Clean your plate if you can! Much like in France, if you do not finish what is on your plate, you will be questioned about it, or a comment will be made. Unlike France, however, asking for a to-go box for the remainder of your meal is totally acceptable. I found the potions surprisingly large in CDMX, so bring your appetite! Mexico has some of the best cuisine and restaurant talent in the world, with access to top ingredients. Do yourself a favor and research ahead what restaurants are worth a visit.

Speaking of food: Visit the street vendors! This is the best way to discover new ingredients, and get an authentic everyday meal. Being a foreigner you will be overcharged, but that’s ok - you’ll still pay only $2-$3 in USD, max. Joe and I purchased two agua frescas (which where incredibly large, and made with fresh fruit), a sope and a quesadilla both made to order and stuffed with three ingredients each and paid a total of $6USD for everything.

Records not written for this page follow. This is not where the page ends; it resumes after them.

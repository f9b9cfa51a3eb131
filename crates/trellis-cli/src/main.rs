//! Trellis CLI entrypoint.

use clap::Parser;
use console::style;
use std::process::ExitCode;
use tracing_subscriber::EnvFilter;
use trellis_core::DefinitionError;

mod commands;
mod config;
mod handlers;
mod report;


use commands::{Commands, ConfigCommands};
use config::CliConfig;

/// Exit code for definitions that cannot be loaded or expanded.
const EXIT_DEFINITION_ERROR: u8 = 2;

#[derive(Parser)]
#[command(name = "trellis")]
#[command(author, version, about = "Trellis CI matrix runner", long_about = None)]
struct Cli {
    /// Increase log verbosity (-v debug, -vv trace)
    #[arg(short, long, global = true, action = clap::ArgAction::Count)]
    verbose: u8,

    #[command(subcommand)]
    command: Commands,
}

fn init_tracing(verbose: u8) {
    let default = match verbose {
        0 => "warn,trellis=info",
        1 => "info,trellis=debug",
        _ => "debug,trellis=trace",
    };
    let filter = EnvFilter::try_from_default_env().unwrap_or_else(|_| EnvFilter::new(default));
    tracing_subscriber::fmt()
        .with_env_filter(filter)
        .with_writer(std::io::stderr)
        .init();
}

async fn dispatch(command: Commands, config: &CliConfig) -> anyhow::Result<ExitCode> {
    match command {
        Commands::Run(args) => handlers::run(config, args).await,
        Commands::DeployCheck { definition, branch } => {
            handlers::deploy_check(&definition, branch).await
        }
        Commands::Validate { definition } => handlers::validate(&definition),
        Commands::Schema => handlers::schema(),
        Commands::Config { command } => match command {
            ConfigCommands::Show => handlers::show_config(config),
            ConfigCommands::Set { key, value } => handlers::set_config(&key, &value),
        },
    }
}

fn error_exit_status(err: &anyhow::Error) -> u8 {
    if err.downcast_ref::<DefinitionError>().is_some() {
        EXIT_DEFINITION_ERROR
    } else {
        1
    }
}

#[tokio::main]
async fn main() -> ExitCode {
    let cli = Cli::parse();
    init_tracing(cli.verbose);

    let config = CliConfig::load().unwrap_or_default();

    match dispatch(cli.command, &config).await {
        Ok(code) => code,
        Err(e) => {
            eprintln!("{} {:#}", style("✗").red().bold(), e);
            ExitCode::from(error_exit_status(&e))
        }
    }
}
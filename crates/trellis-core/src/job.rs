//! Resolved job specifications.

use schemars::JsonSchema;
use serde::{Deserialize, Serialize};
use std::collections::BTreeMap;
use std::time::Duration;

/// A fully resolved unit of work. Produced by matrix expansion and never
/// mutated afterwards.
#[derive(Debug, Clone, PartialEq, Eq, Serialize, Deserialize, JsonSchema)]
pub struct JobSpec {
    /// Position in the matrix, starting at 0.
    pub index: usize,
    pub label: String,
    pub runtime: RuntimeRequirement,
    /// Global defaults merged with the entry's overrides.
    pub env: BTreeMap<String, String>,
    pub settings: JobSettings,
    pub services: Vec<ServiceRequirement>,
    pub workdir: Option<String>,
    pub addons: Vec<String>,
    pub install: Vec<String>,
    pub script: Vec<String>,
    pub allow_failure: bool,
    pub timeout_secs: u64,
}

impl JobSpec {
    pub fn timeout(&self) -> Duration {
        Duration::from_secs(self.timeout_secs)
    }

    /// Ports this job needs exclusive use of, sorted and deduplicated.
    pub fn ports(&self) -> Vec<u16> {
        let mut ports: Vec<u16> = self.services.iter().map(|s| s.port).collect();
        ports.sort_unstable();
        ports.dedup();
        ports
    }
}

#[derive(Debug, Clone, PartialEq, Eq, Serialize, Deserialize, JsonSchema)]
pub struct RuntimeRequirement {
    pub language: String,
    pub version: String,
}

/// Typed view over the recognized variables of a job.
#[derive(Debug, Clone, Default, PartialEq, Eq, Serialize, Deserialize, JsonSchema)]
pub struct JobSettings {
    pub variant: Option<String>,
    /// Passed through to the test tool untouched.
    pub test_filter: Option<String>,
    pub dsn: Option<String>,
    /// Whether the job sets the deploy flag.
    pub docs: bool,
}

#[derive(Debug, Clone, PartialEq, Eq, Serialize, Deserialize, JsonSchema)]
pub struct ServiceRequirement {
    pub name: String,
    pub version: String,
    pub port: u16,
    pub database: Option<String>,
    pub start: Option<String>,
    pub create_database: Option<String>,
    pub stop: Option<String>,
    pub ready_timeout_secs: u64,
}

impl ServiceRequirement {
    /// `name@version`, used to tell services on the same port apart.
    pub fn key(&self) -> String {
        format!("{}@{}", self.name, self.version)
    }
}

/// Whether a variable value reads as a set boolean flag.
pub fn is_truthy(value: &str) -> bool {
    matches!(
        value.trim().to_ascii_lowercase().as_str(),
        "1" | "true" | "yes" | "on"
    )
}
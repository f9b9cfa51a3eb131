//! End-to-end build tests: expand a fixture matrix, schedule it against
//! in-memory ports and evaluate the deploy gate.

use async_trait::async_trait;
use pretty_assertions::assert_eq;
use std::path::{Path, PathBuf};
use std::sync::{Arc, Mutex};
use tokio::sync::mpsc;
use tokio_test::assert_ok;
use trellis_core::ProvisionError;
use trellis_core::definition::MatrixDefinition;
use trellis_core::job::JobSpec;
use trellis_core::ports::*;
use trellis_core::run::{BuildStatus, DeployOutcome, FailureReason, GateSkip, JobStatus};
use trellis_scheduler::{DeployGate, MatrixExpander, Scheduler, SchedulerConfig, select_job};

fn fixture() -> MatrixDefinition {
    let path = Path::new(env!("CARGO_MANIFEST_DIR")).join("tests/fixtures/psycopg3.yaml");
    MatrixDefinition::load(&path).expect("fixture loads")
}

struct InMemoryProvisioner;

#[async_trait]
impl EnvironmentProvisioner for InMemoryProvisioner {
    async fn provision(&self, job: &JobSpec) -> Result<ProvisionedEnvironment, ProvisionError> {
        Ok(ProvisionedEnvironment {
            workdir: PathBuf::from("/work"),
            path_prefix: vec![PathBuf::from(format!("/opt/python/{}/bin", job.runtime.version))],
            env: job.env.clone(),
        })
    }

    async fn teardown(&self, _job: &JobSpec, _env: ProvisionedEnvironment) {}
}

/// Fails the script of every job whose label appears in `failing`.
struct ScriptedRunner {
    failing: Vec<String>,
    seen: Mutex<Vec<String>>,
}

impl ScriptedRunner {
    fn failing(labels: &[&str]) -> Self {
        Self {
            failing: labels.iter().map(|l| l.to_string()).collect(),
            seen: Mutex::new(vec![]),
        }
    }
}

#[async_trait]
impl JobRunner for ScriptedRunner {
    async fn run(
        &self,
        job: &JobSpec,
        _env: &ProvisionedEnvironment,
        _output_tx: mpsc::Sender<OutputLine>,
    ) -> RunOutcome {
        self.seen.lock().unwrap().push(job.label.clone());
        if self.failing.contains(&job.label) {
            RunOutcome::failure(
                FailureReason::ScriptFailed {
                    command: job.script[0].clone(),
                    exit_code: 1,
                },
                Some(1),
            )
        } else {
            RunOutcome::success()
        }
    }
}

#[derive(Default)]
struct CountingExecutor {
    calls: Mutex<usize>,
}

#[async_trait]
impl DeployExecutor for CountingExecutor {
    async fn deploy(&self, _request: &DeployRequest) -> DeployOutcome {
        *self.calls.lock().unwrap() += 1;
        DeployOutcome::Succeeded {
            exit_code: 0,
            output: String::new(),
        }
    }
}

fn expand(def: &MatrixDefinition) -> Vec<JobSpec> {
    MatrixExpander::new(def).unwrap().expand().unwrap()
}

#[test]
fn test_fixture_expands_to_seven_jobs() {
    let def = fixture();
    let jobs = expand(&def);

    assert_eq!(jobs.len(), 7);
    assert_eq!(jobs[0].label, "python 3.6 (impl=c, postgres=10)");
    assert_eq!(jobs[0].services[0].port, 5433);
    assert_eq!(jobs[2].services[0].port, 5432);
    assert_eq!(jobs[2].env["PSYCOPG3_TEST_DSN"], "dbname=psycopg3_test host=localhost port=5432");
    assert_eq!(jobs[4].settings.test_filter.as_deref(), Some("-m 'not slow'"));
    assert!(jobs[5].allow_failure);
    assert!(jobs[6].settings.docs);
    assert!(jobs.iter().all(|j| j.timeout_secs == 30 * 60));
}

#[tokio::test]
async fn test_green_build_deploys_once() {
    let def = fixture();
    let jobs = expand(&def);
    let runner = Arc::new(ScriptedRunner::failing(&[]));
    let scheduler = Scheduler::new(
        Arc::new(InMemoryProvisioner),
        runner.clone(),
        SchedulerConfig { max_parallel: 3 },
    );

    let build = scheduler.run(jobs.clone()).await;
    assert_eq!(build.status(), BuildStatus::Success);
    assert_eq!(runner.seen.lock().unwrap().len(), 7);

    let executor = Arc::new(CountingExecutor::default());
    let gate = DeployGate::new(executor.clone(), PathBuf::from("/work"));
    let outcome = gate.run(&def, &jobs, build.status(), Some("master")).await;

    assert!(outcome.ran());
    assert_eq!(*executor.calls.lock().unwrap(), 1);
}

#[tokio::test]
async fn test_allowed_failure_keeps_build_green() {
    let def = fixture();
    let jobs = expand(&def);
    let allowed = jobs[5].label.clone();
    let scheduler = Scheduler::new(
        Arc::new(InMemoryProvisioner),
        Arc::new(ScriptedRunner::failing(&[allowed.as_str()])),
        SchedulerConfig { max_parallel: 4 },
    );

    let build = scheduler.run(jobs).await;

    assert_eq!(build.results[5].status, JobStatus::Failure);
    assert_eq!(build.status(), BuildStatus::Success);
}

#[tokio::test]
async fn test_red_build_never_deploys() {
    let def = fixture();
    let jobs = expand(&def);
    let broken = jobs[3].label.clone();
    let scheduler = Scheduler::new(
        Arc::new(InMemoryProvisioner),
        Arc::new(ScriptedRunner::failing(&[broken.as_str()])),
        SchedulerConfig { max_parallel: 4 },
    );

    let build = scheduler.run(jobs.clone()).await;
    assert_eq!(build.status(), BuildStatus::Failure);
    assert_eq!(build.passed(), 6);

    let executor = Arc::new(CountingExecutor::default());
    let gate = DeployGate::new(executor.clone(), PathBuf::from("/work"));
    let outcome = gate.run(&def, &jobs, build.status(), Some("master")).await;

    assert_eq!(
        outcome,
        DeployOutcome::NotRun {
            reason: GateSkip::BuildNotSuccessful {
                status: BuildStatus::Failure
            }
        }
    );
    assert_eq!(*executor.calls.lock().unwrap(), 0);

    let report = serde_json::to_value(&build).unwrap();
    assert_eq!(report["results"][3]["reason"]["kind"], "script_failed");
}

#[tokio::test]
async fn test_single_job_selection() {
    let def = fixture();
    let job = assert_ok!(select_job(expand(&def), "docs"));
    assert_eq!(job.index, 6);

    let scheduler = Scheduler::new(
        Arc::new(InMemoryProvisioner),
        Arc::new(ScriptedRunner::failing(&[])),
        SchedulerConfig::default(),
    );
    let build = scheduler.run(vec![job]).await;

    assert_eq!(build.results.len(), 1);
    assert_eq!(build.results[0].index, 6);
    assert_eq!(build.results[0].label, "docs");
}
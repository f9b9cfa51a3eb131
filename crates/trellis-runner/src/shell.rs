//! Shell-based job execution on the host.

use crate::process::{ProcessGroup, ProcessGroups, shell_command};
use crate::runner::RunnerConfig;
use async_trait::async_trait;
use std::collections::BTreeMap;
use std::path::Path;
use std::pin::pin;
use std::process::Stdio;
use std::time::Duration;
use tokio::io::{AsyncBufReadExt, AsyncRead, BufReader};
use tokio::sync::mpsc;
use tracing::{debug, info, warn};
use trellis_core::job::JobSpec;
use trellis_core::ports::{
    DeployExecutor, DeployRequest, JobRunner, OutputLine, OutputStream, ProvisionedEnvironment,
    RunOutcome,
};
use trellis_core::run::{DeployOutcome, FailureReason};

/// How long output is still read after the shell has exited.
const OUTPUT_DRAIN: Duration = Duration::from_millis(250);

/// Shell runner for executing commands on the host.
pub struct ShellRunner {
    config: RunnerConfig,
}

/// Which phase a command belongs to.
#[derive(Debug, Clone, Copy, PartialEq, Eq)]
enum Phase {
    Install,
    Script,
}

impl ShellRunner {
    pub fn new(config: RunnerConfig) -> Self {
        Self { config }
    }

    /// Run one command to completion, streaming its output. Returns the exit
    /// code, `-1` when the process was killed by a signal.
    ///
    /// The command is done when the shell exits. Processes it left in the
    /// background keep running until `groups` is dropped.
    pub async fn execute_command(
        &self,
        command: &str,
        workdir: &Path,
        env: &BTreeMap<String, String>,
        output_tx: mpsc::Sender<OutputLine>,
        groups: &mut ProcessGroups,
    ) -> std::io::Result<i32> {
        let start = std::time::Instant::now();
        info!(command = %command, workdir = %workdir.display(), "Executing shell command");

        if self.config.echo_commands {
            let _ = output_tx
                .send(OutputLine {
                    stream: OutputStream::Stdout,
                    content: format!("$ {}", command),
                    line_number: 0,
                    timestamp: chrono::Utc::now(),
                })
                .await;
        }

        let mut child = shell_command(&self.config.shell, command)
            .current_dir(workdir)
            .env_clear()
            .envs(env)
            .stdout(Stdio::piped())
            .stderr(Stdio::piped())
            .spawn()?;
        groups.track(ProcessGroup::of(&child));

        let stdout = child.stdout.take();
        let stderr = child.stderr.take();

        // Readers live inside this future so dropping it also drops the senders
        let mut readers = pin!(async move {
            tokio::join!(
                stream_lines(stdout, OutputStream::Stdout, output_tx.clone()),
                stream_lines(stderr, OutputStream::Stderr, output_tx),
            );
        });

        let exited = tokio::select! {
            status = child.wait() => Some(status),
            () = &mut readers => None,
        };
        let status = match exited {
            Some(status) => {
                // Background children may hold the pipes open
                if tokio::time::timeout(OUTPUT_DRAIN, readers.as_mut()).await.is_err() {
                    debug!(command = %command, "Output still open after exit, detaching");
                }
                status
            }
            None => child.wait().await,
        };

        let exit_code = status?.code().unwrap_or(-1);
        let duration_ms = start.elapsed().as_millis() as u64;
        debug!(exit_code, duration_ms, "Command completed");

        Ok(exit_code)
    }

    /// Run commands in order, stopping at the first nonzero exit.
    async fn run_phase(
        &self,
        phase: Phase,
        commands: &[String],
        workdir: &Path,
        env: &BTreeMap<String, String>,
        output_tx: &mpsc::Sender<OutputLine>,
        groups: &mut ProcessGroups,
    ) -> Option<RunOutcome> {
        for command in commands {
            match self
                .execute_command(command, workdir, env, output_tx.clone(), groups)
                .await
            {
                Ok(0) => {}
                Ok(exit_code) => {
                    warn!(command = %command, exit_code, phase = ?phase, "Command failed");
                    let command = command.clone();
                    let reason = match phase {
                        Phase::Install => FailureReason::InstallFailed { command, exit_code },
                        Phase::Script => FailureReason::ScriptFailed { command, exit_code },
                    };
                    return Some(RunOutcome::failure(reason, Some(exit_code)));
                }
                Err(e) => {
                    warn!(command = %command, error = %e, "Failed to spawn command");
                    return Some(RunOutcome::error(FailureReason::Spawn {
                        message: format!("{}: {}", command, e),
                    }));
                }
            }
        }
        None
    }
}

impl Default for ShellRunner {
    fn default() -> Self {
        Self::new(RunnerConfig::default())
    }
}

async fn stream_lines<R>(reader: Option<R>, stream: OutputStream, tx: mpsc::Sender<OutputLine>)
where
    R: AsyncRead + Unpin,
{
    let Some(reader) = reader else {
        return;
    };
    let mut lines = BufReader::new(reader).lines();
    let mut line_num = 0u32;

    while let Ok(Some(line)) = lines.next_line().await {
        line_num += 1;
        let output = OutputLine {
            stream,
            content: line,
            line_number: line_num,
            timestamp: chrono::Utc::now(),
        };
        if tx.send(output).await.is_err() {
            break;
        }
    }
}

#[async_trait]
impl JobRunner for ShellRunner {
    async fn run(
        &self,
        job: &JobSpec,
        env: &ProvisionedEnvironment,
        output_tx: mpsc::Sender<OutputLine>,
    ) -> RunOutcome {
        let vars = self.config.job_env(env);
        // Dropped on return, timeout or cancellation
        let mut groups = ProcessGroups::new();

        if let Some(outcome) = self
            .run_phase(Phase::Install, &job.install, &env.workdir, &vars, &output_tx, &mut groups)
            .await
        {
            return outcome;
        }

        self.run_phase(Phase::Script, &job.script, &env.workdir, &vars, &output_tx, &mut groups)
            .await
            .unwrap_or_else(RunOutcome::success)
    }
}

#[async_trait]
impl DeployExecutor for ShellRunner {
    async fn deploy(&self, request: &DeployRequest) -> DeployOutcome {
        let env = self.config.compose_env(&request.env, &[]);
        let (tx, mut rx) = mpsc::channel::<OutputLine>(256);
        let collector = tokio::spawn(async move {
            let mut output = String::new();
            while let Some(line) = rx.recv().await {
                output.push_str(&line.content);
                output.push('\n');
            }
            output
        });

        let mut groups = ProcessGroups::new();
        let mut failure = None;
        for command in &request.commands {
            match self
                .execute_command(command, &request.workdir, &env, tx.clone(), &mut groups)
                .await
            {
                Ok(0) => {}
                Ok(code) => {
                    failure = Some((Some(code), None));
                    break;
                }
                Err(e) => {
                    failure = Some((None, Some(format!("{}: {}", command, e))));
                    break;
                }
            }
        }
        drop(tx);
        drop(groups);

        let mut output = collector.await.unwrap_or_default();
        match failure {
            None => DeployOutcome::Succeeded {
                exit_code: 0,
                output,
            },
            Some((exit_code, message)) => {
                if let Some(message) = message {
                    output.push_str(&message);
                }
                DeployOutcome::Failed { exit_code, output }
            }
        }
    }
}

About the water: This wasn’t an issue for me. I drank the water served in restaurants, and used regular faucet water to brush my teeth. However the AirBnb may have had a filtration system. If you keep an eye out, you will notice all the water jug delivery trucks on the streets in the morning. Sticking to bottled water, or filtered water didn’t take a lot of energy, as it seems the locals buy purified water for their homes, and restaurants automatically serve purified/filtered water. However: yes, you should stick with purified or filtered water and not drink from the tap.





And the very most important: Make friends! Making friends while traveling is one of the most rewarding things. Your new friends can teach you so many things about yourself, their culture, and direct your to great food and drink spots, and teach you fun new words too!